Hierbei scheint der agierende Wirkteil sein Hauptaugenmerk mehr auf Organisationsinterne Abläufe und Bedinglichkeiten auszurichten und trägt so zu einer bisweilen drastischen Vernachlässigung der (auch rechtlichen) Verantwortlichkeiten seiner Wirkumgebung auf Dritte bei.

Insbesondere bei starken Abhängigkeien und vitalen Interessen von Dritten an der Wirkumgebung kommt es zu erheblichen Beeinträchtigungen und Schäden an der die Wirkumgebung und die Wirkeinheit umgebenden Sphäre.

Dem Bolduan-Effekt kann nach objektiven Maßstäben nur durch einen grundsätzlich gleichberechtigten Ansatz und einer klaren Verständigungsabsicht, die durch transparentes Verhalten begleitet wird, entgegen gewirkt werden.
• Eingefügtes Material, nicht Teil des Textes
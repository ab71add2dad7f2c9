//! Project enumeration and file selection.
//!
//! The walker treats every immediate subdirectory of the projects root as a
//! project, detects module directories, and classifies every file it can
//! reach. Unreadable files and directories are skipped with a warning and
//! counted; one bad project must not block the others.

use crate::classify::{Classifier, Decision, ExcludeReason, IncludeReason};
use crate::progress::BackupProgress;
use crate::rules::{RuleSet, PACKAGE_MARKER, VENV_DIR_NAMES};
use codestash_core::{Error, Result};
use std::path::{Path, PathBuf};
use tracing::{debug, info, warn};
use walkdir::WalkDir;

/// One file destined for the archive.
#[derive(Debug, Clone, PartialEq, Eq)]
pub struct SelectedFile {
    /// Absolute path on disk
    pub source: PathBuf,

    /// Archive-relative path (`<project>/<path-under-project>`)
    pub archive_path: PathBuf,

    /// Size in bytes
    pub size: u64,
}

/// Counters accumulated during a walk.
#[derive(Debug, Clone, Default, PartialEq, Eq)]
pub struct WalkStats {
    /// Files excluded because they exceed the size limit
    pub skipped_oversize: usize,

    /// Bytes saved by the size limit
    pub oversize_bytes: u64,

    /// Files or directories skipped because they could not be read
    pub unreadable: usize,

    /// Module directories detected
    pub module_dirs: usize,

    /// Files included via explicit include paths
    pub explicit_includes: usize,
}

/// Ordered selection produced by one walk.
#[derive(Debug, Clone, Default)]
pub struct Selection {
    pub files: Vec<SelectedFile>,
    pub stats: WalkStats,
}

impl Selection {
    pub fn len(&self) -> usize {
        self.files.len()
    }

    pub fn is_empty(&self) -> bool {
        self.files.is_empty()
    }

    /// Total uncompressed size of the selected files.
    pub fn total_bytes(&self) -> u64 {
        self.files.iter().map(|f| f.size).sum()
    }
}

/// Walks the projects root and produces a [`Selection`].
pub struct Walker {
    rules: RuleSet,
}

impl Walker {
    pub fn new(rules: RuleSet) -> Self {
        Self { rules }
    }

    /// Enumerate projects under the root and classify every file.
    ///
    /// The resulting selection is deterministic for a given tree and rule
    /// set: projects and files are visited in file-name order, so dry runs
    /// agree with real runs.
    pub fn walk(
        &self,
        projects_root: &Path,
        progress: &mut Option<BackupProgress>,
    ) -> Result<Selection> {
        if !projects_root.is_dir() {
            return Err(Error::projects_dir_not_found(
                projects_root.display().to_string(),
            ));
        }

        let mut selection = Selection::default();

        if let Some(p) = progress.as_mut() {
            p.start_scan("Scanning projects...");
        }

        let projects = self.project_dirs(projects_root, &mut selection.stats)?;

        let mut module_dirs = Vec::new();
        if self.rules.detect_modules {
            for project_dir in &projects {
                detect_module_dirs(projects_root, project_dir, &mut module_dirs);
            }
        }
        selection.stats.module_dirs = module_dirs.len();

        let classifier = Classifier::new(&self.rules)?.with_module_dirs(module_dirs);

        for project_dir in &projects {
            self.walk_project(projects_root, project_dir, &classifier, &mut selection, progress);
        }

        if let Some(p) = progress.as_ref() {
            p.finish_scan(&format!("Selected {} files", selection.len()));
        }

        Ok(selection)
    }

    /// Immediate subdirectories of the root, in name order, minus projects
    /// ruled out by the project filters. A filtered-out project is still
    /// walked when an explicit include path points inside it.
    fn project_dirs(&self, root: &Path, stats: &mut WalkStats) -> Result<Vec<PathBuf>> {
        let mut dirs = Vec::new();

        let entries = std::fs::read_dir(root)?;
        for entry in entries {
            let entry = match entry {
                Ok(e) => e,
                Err(e) => {
                    warn!("Skipping unreadable entry under {}: {}", root.display(), e);
                    stats.unreadable += 1;
                    continue;
                }
            };

            let path = entry.path();
            if !path.is_dir() {
                continue;
            }

            let Some(name) = path.file_name().and_then(|n| n.to_str()) else {
                continue;
            };

            let has_include_into = self
                .rules
                .include_paths
                .iter()
                .any(|p| Path::new(p).starts_with(name));

            if !has_include_into {
                if !self.rules.include_projects.is_empty()
                    && !self.rules.include_projects.iter().any(|p| p == name)
                {
                    info!("Skipping project '{}': not in include list", name);
                    continue;
                }
                if self.rules.exclude_projects.iter().any(|p| p == name) {
                    info!("Skipping project '{}': in exclude list", name);
                    continue;
                }
            }

            dirs.push(path);
        }

        dirs.sort();
        Ok(dirs)
    }

    fn walk_project(
        &self,
        root: &Path,
        project_dir: &Path,
        classifier: &Classifier,
        selection: &mut Selection,
        progress: &mut Option<BackupProgress>,
    ) {
        let walk = WalkDir::new(project_dir)
            .follow_links(false)
            .sort_by_file_name()
            .into_iter()
            .filter_entry(|e| {
                if !e.file_type().is_dir() {
                    return true;
                }
                let rel = e.path().strip_prefix(root).unwrap_or(e.path());
                !classifier.should_prune_dir(rel)
            });

        for entry in walk {
            let entry = match entry {
                Ok(e) => e,
                Err(e) => {
                    warn!("Skipping unreadable path: {}", e);
                    selection.stats.unreadable += 1;
                    continue;
                }
            };

            if !entry.file_type().is_file() {
                continue;
            }

            let rel_path = match entry.path().strip_prefix(root) {
                Ok(p) => p.to_path_buf(),
                Err(_) => continue,
            };

            let size = match entry.metadata() {
                Ok(m) => m.len(),
                Err(e) => {
                    warn!("Cannot stat {}: {}", entry.path().display(), e);
                    selection.stats.unreadable += 1;
                    continue;
                }
            };

            match classifier.classify(&rel_path, size) {
                Decision::Include(reason) => {
                    if reason == IncludeReason::ExplicitPath {
                        selection.stats.explicit_includes += 1;
                    }
                    debug!("Added: {}", rel_path.display());
                    selection.files.push(SelectedFile {
                        source: entry.path().to_path_buf(),
                        archive_path: rel_path,
                        size,
                    });

                    if let Some(p) = progress.as_ref() {
                        if selection.len() % 100 == 0 {
                            p.update_scan(&format!("Selected {} files...", selection.len()));
                        }
                    }
                }
                Decision::Exclude(ExcludeReason::TooLarge) => {
                    selection.stats.skipped_oversize += 1;
                    selection.stats.oversize_bytes += size;
                    info!(
                        "Skipped (too large): {} ({})",
                        rel_path.display(),
                        codestash_core::format_bytes(size)
                    );
                }
                Decision::Exclude(_) => {}
            }
        }
    }
}

/// Find module directories (those containing the package marker) under a
/// project, recording paths relative to the projects root. Regenerable and
/// virtualenv directories are never scanned for modules.
fn detect_module_dirs(root: &Path, project_dir: &Path, out: &mut Vec<PathBuf>) {
    const SKIP_NAMES: &[&str] = &[
        "__pycache__",
        ".git",
        ".idea",
        "node_modules",
        "target",
        "dist",
        "build",
        ".pytest_cache",
        ".mypy_cache",
        ".ipynb_checkpoints",
    ];

    let walk = WalkDir::new(project_dir)
        .follow_links(false)
        .sort_by_file_name()
        .into_iter()
        .filter_entry(|e| {
            if !e.file_type().is_dir() {
                return true;
            }
            e.file_name()
                .to_str()
                .map(|name| !SKIP_NAMES.contains(&name) && !VENV_DIR_NAMES.contains(&name))
                .unwrap_or(false)
        });

    for entry in walk.flatten() {
        if entry.file_type().is_dir() && entry.path().join(PACKAGE_MARKER).is_file() {
            if let Ok(rel) = entry.path().strip_prefix(root) {
                debug!("Detected module directory: {}", rel.display());
                out.push(rel.to_path_buf());
            }
        }
    }
}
Historisch scheint der Bolduan-Effekt aus einem übertriebenen Besitzstandsdenken und der billigenden Inkaufnahme von Nachteilen an Dritten herzurühren.

Achtung: Der Bolduan-Effekt ist dazu geeignet, starken und irreperablen Einfluss auf die Lebenszeit und Lebensqualität von Individuen auszuüben, die sich in der Sphäre um die Wirkumgebung und Wirkenheit befinden und auf diese angewiesen sind.